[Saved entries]

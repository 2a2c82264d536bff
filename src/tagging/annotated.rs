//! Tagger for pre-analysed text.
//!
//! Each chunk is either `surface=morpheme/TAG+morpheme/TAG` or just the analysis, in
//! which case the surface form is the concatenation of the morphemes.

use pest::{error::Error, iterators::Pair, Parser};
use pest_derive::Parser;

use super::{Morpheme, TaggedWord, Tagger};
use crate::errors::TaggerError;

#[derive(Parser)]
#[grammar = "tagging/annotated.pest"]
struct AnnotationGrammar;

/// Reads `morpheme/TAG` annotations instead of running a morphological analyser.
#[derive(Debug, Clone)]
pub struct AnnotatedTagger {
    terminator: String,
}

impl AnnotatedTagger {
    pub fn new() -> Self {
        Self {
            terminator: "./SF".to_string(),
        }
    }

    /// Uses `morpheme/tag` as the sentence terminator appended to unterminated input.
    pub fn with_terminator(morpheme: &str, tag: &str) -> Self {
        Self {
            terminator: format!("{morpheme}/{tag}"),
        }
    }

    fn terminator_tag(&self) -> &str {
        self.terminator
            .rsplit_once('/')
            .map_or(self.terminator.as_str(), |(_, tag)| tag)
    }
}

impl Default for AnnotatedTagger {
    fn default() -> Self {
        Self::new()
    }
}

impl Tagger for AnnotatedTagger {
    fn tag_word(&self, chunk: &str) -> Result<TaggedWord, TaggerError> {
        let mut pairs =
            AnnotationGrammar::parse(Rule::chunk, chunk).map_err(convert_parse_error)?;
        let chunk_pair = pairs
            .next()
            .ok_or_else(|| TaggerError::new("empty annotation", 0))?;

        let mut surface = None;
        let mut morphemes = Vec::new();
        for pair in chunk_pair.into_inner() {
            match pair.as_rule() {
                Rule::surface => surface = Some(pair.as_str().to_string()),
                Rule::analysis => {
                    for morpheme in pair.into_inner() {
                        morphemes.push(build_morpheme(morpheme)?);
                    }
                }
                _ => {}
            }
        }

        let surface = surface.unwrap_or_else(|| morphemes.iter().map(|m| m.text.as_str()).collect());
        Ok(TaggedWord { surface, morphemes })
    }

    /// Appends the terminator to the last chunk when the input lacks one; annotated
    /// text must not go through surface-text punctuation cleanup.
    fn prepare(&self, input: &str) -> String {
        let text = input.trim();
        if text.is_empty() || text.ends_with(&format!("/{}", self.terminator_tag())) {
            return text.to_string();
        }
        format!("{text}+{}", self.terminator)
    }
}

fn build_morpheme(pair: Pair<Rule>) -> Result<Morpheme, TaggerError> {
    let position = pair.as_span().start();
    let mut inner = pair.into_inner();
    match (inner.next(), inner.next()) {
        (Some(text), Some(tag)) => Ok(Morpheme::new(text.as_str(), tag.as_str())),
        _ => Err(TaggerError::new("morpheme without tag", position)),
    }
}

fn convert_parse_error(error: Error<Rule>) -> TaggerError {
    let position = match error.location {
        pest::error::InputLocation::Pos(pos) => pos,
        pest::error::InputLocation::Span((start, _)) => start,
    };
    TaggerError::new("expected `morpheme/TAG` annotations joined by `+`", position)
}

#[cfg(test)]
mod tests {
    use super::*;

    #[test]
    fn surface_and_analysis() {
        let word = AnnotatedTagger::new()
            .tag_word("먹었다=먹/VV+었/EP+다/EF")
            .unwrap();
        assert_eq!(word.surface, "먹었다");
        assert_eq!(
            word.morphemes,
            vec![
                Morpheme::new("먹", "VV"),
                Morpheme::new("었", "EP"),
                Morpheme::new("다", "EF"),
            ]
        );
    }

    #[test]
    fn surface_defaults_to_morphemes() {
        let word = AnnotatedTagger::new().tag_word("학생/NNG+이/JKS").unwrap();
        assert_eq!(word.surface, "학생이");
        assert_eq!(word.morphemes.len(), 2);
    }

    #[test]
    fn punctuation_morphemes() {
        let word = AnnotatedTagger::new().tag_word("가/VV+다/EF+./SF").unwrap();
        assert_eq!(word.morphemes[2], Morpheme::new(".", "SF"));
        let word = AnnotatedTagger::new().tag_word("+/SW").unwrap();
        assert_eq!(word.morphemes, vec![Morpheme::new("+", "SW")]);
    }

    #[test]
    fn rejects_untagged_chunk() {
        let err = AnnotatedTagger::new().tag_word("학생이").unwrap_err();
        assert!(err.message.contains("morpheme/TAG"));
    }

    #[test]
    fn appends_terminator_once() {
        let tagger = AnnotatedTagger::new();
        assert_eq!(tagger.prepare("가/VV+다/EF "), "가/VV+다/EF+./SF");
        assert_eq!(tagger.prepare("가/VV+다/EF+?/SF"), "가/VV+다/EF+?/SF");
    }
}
--
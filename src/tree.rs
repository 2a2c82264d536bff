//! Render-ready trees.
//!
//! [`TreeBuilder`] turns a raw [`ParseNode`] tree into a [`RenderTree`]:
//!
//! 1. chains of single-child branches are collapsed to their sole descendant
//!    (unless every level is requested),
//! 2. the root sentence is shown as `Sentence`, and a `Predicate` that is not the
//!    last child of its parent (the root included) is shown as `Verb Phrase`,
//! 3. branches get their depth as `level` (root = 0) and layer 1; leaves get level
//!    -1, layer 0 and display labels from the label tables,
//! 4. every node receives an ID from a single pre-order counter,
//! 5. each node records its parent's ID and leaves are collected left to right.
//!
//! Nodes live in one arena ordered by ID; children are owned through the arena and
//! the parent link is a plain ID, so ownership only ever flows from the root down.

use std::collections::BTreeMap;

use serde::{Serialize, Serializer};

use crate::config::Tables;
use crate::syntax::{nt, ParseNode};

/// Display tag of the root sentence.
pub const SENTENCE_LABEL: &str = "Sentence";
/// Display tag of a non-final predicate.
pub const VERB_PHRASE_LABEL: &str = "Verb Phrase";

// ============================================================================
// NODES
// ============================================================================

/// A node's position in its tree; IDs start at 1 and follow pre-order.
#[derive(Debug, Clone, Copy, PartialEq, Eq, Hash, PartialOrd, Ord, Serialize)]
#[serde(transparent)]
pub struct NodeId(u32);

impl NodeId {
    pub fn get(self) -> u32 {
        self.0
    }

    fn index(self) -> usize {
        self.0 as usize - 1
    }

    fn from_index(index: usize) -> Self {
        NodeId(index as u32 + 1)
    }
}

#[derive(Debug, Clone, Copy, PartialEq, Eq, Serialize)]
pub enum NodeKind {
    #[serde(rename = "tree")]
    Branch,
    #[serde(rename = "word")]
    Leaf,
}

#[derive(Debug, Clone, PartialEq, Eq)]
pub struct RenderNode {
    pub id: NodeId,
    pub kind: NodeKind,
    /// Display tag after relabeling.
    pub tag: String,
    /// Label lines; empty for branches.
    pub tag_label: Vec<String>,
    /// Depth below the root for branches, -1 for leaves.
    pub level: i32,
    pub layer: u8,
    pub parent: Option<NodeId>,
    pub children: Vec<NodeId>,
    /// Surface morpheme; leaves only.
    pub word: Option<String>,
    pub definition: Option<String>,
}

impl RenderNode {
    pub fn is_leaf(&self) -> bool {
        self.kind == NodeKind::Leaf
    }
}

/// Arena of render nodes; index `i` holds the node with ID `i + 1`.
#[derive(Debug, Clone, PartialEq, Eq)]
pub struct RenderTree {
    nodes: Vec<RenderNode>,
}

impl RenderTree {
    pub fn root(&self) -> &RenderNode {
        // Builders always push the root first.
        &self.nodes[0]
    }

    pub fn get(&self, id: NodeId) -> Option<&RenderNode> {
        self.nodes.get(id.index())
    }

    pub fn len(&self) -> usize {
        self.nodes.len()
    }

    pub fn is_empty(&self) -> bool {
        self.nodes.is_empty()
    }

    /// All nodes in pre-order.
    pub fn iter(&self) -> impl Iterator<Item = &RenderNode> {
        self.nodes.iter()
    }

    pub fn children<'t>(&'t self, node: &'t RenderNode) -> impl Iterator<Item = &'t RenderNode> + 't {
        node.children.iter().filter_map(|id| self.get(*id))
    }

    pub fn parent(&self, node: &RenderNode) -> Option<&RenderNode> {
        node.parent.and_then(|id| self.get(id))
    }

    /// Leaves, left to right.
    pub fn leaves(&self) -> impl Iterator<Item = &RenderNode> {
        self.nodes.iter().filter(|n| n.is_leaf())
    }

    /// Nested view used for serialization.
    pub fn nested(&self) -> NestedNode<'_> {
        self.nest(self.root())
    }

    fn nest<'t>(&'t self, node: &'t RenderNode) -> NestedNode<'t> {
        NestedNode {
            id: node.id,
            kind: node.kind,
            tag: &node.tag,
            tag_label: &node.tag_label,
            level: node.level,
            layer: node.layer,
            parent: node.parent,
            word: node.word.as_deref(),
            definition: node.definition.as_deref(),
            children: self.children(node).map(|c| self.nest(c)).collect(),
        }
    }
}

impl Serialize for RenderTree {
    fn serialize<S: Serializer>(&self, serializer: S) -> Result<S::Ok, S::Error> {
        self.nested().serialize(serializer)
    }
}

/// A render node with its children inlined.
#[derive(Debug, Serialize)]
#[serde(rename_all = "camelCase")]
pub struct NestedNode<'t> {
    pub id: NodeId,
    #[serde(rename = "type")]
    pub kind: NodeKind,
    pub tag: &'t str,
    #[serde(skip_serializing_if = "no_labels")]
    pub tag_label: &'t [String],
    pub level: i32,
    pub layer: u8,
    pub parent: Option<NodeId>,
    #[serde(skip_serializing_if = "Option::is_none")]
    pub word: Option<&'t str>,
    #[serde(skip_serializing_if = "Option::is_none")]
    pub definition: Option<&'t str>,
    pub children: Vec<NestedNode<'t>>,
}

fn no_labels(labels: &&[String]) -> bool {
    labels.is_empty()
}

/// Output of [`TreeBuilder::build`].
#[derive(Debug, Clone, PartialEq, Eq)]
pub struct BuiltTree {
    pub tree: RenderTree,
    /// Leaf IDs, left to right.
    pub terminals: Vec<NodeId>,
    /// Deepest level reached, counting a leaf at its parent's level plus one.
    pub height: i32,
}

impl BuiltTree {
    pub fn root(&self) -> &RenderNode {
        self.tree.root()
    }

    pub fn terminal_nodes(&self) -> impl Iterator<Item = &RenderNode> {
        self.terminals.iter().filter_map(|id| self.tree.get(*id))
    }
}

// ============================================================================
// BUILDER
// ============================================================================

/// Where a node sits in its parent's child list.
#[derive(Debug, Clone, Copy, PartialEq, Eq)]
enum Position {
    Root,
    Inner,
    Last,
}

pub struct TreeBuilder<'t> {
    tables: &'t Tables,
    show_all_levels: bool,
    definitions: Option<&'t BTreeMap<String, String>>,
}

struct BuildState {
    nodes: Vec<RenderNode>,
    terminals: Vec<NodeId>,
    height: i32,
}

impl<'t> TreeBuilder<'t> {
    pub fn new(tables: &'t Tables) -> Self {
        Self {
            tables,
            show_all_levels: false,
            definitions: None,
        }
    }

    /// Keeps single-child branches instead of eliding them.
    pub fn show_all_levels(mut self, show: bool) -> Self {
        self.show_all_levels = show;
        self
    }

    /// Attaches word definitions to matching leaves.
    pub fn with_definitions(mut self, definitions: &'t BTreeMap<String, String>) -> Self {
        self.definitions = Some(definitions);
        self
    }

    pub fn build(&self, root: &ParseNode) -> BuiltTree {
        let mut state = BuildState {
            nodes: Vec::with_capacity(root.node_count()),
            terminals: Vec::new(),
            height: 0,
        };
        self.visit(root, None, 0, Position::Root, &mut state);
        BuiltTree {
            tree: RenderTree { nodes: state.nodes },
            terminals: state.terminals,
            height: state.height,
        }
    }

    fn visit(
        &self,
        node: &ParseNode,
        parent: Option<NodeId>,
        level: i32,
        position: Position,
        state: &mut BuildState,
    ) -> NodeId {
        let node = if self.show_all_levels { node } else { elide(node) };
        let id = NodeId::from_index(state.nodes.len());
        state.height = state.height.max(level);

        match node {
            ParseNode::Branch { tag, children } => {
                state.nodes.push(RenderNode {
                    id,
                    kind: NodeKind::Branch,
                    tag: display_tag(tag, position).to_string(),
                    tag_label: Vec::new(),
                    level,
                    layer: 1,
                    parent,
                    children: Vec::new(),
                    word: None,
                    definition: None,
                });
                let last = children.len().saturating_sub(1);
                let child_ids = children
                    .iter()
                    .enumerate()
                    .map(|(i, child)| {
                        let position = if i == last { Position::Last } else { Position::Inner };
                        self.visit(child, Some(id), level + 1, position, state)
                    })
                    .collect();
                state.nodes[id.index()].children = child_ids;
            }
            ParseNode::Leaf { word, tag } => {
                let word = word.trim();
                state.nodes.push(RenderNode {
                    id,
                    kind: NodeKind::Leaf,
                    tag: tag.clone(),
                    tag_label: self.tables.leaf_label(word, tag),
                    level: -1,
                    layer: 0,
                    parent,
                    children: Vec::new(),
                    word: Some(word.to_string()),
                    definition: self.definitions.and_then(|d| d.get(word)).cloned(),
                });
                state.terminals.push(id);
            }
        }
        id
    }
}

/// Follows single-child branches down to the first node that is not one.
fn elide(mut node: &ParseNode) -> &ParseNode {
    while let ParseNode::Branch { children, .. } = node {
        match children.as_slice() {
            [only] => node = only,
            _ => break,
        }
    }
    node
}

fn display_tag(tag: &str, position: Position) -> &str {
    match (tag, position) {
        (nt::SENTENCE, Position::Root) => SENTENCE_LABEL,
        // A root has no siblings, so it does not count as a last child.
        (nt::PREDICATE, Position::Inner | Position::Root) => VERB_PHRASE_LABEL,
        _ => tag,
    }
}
...
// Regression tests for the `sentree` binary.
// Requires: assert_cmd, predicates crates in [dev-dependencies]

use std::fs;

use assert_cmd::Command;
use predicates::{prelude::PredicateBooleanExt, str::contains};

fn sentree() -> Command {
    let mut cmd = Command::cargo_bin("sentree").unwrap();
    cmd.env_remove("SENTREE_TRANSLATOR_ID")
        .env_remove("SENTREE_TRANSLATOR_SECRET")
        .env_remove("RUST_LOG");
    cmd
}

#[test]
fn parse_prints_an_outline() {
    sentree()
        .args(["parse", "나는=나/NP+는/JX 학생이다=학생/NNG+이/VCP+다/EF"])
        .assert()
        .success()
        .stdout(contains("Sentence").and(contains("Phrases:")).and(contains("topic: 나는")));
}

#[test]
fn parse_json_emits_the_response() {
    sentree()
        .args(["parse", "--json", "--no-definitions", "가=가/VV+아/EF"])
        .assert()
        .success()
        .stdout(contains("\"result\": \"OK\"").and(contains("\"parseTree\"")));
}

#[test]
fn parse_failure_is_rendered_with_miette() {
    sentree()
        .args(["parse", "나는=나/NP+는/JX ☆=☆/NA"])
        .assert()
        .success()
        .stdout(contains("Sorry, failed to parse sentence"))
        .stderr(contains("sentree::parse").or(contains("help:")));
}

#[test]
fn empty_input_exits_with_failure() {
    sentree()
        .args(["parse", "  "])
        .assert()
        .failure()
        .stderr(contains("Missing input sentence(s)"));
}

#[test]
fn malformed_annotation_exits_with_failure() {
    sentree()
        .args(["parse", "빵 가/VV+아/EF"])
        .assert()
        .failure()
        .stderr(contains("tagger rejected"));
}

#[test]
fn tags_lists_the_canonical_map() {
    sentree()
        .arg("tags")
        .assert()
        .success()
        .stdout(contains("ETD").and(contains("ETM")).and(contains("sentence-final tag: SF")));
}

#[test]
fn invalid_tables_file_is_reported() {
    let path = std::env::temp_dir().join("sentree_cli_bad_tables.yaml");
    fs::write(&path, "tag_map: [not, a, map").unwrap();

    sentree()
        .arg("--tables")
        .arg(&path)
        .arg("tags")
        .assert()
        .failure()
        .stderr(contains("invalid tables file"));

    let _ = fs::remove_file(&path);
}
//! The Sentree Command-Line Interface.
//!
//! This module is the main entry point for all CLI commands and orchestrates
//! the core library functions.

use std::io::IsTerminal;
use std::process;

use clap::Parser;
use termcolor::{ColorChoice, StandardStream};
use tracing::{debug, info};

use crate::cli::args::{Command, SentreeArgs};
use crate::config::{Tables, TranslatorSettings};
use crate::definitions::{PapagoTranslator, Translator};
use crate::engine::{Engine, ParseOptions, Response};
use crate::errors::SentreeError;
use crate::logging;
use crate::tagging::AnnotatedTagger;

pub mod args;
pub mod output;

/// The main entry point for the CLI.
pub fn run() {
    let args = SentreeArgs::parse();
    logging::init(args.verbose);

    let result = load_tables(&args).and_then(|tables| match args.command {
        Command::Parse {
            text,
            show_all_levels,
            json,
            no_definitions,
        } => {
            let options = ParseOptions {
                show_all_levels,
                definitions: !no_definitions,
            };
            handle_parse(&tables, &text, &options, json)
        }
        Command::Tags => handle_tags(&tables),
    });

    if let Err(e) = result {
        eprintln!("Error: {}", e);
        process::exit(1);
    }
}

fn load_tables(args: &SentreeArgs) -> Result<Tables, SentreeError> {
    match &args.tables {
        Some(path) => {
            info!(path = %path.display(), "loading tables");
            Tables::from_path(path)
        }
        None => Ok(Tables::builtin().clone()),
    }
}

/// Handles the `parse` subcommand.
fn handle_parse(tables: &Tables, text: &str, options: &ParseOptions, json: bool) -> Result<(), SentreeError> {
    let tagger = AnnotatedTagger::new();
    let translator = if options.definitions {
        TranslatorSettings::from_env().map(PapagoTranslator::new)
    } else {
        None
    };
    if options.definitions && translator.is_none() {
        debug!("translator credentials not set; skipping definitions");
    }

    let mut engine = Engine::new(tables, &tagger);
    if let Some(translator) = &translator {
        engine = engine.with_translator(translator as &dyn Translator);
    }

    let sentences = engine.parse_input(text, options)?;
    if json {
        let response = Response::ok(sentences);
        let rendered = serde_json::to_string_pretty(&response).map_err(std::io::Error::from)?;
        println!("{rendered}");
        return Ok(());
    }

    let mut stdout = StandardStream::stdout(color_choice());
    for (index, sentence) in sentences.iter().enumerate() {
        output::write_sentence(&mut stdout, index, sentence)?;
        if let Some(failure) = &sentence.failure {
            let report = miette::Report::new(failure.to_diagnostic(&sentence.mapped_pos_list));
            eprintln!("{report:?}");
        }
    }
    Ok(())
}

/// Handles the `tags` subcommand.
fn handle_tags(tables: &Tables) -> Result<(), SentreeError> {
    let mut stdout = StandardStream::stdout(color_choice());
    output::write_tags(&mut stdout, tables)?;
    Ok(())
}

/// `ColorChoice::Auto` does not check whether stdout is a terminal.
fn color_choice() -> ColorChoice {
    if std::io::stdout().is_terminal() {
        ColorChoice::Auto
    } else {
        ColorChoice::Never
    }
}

Directions - Copy each line above that contains the string "height".

Completed exercise -
    pub height: i32,
    height: i32,
            height: 0,
            height: state.height,
        state.height = state.height.max(level);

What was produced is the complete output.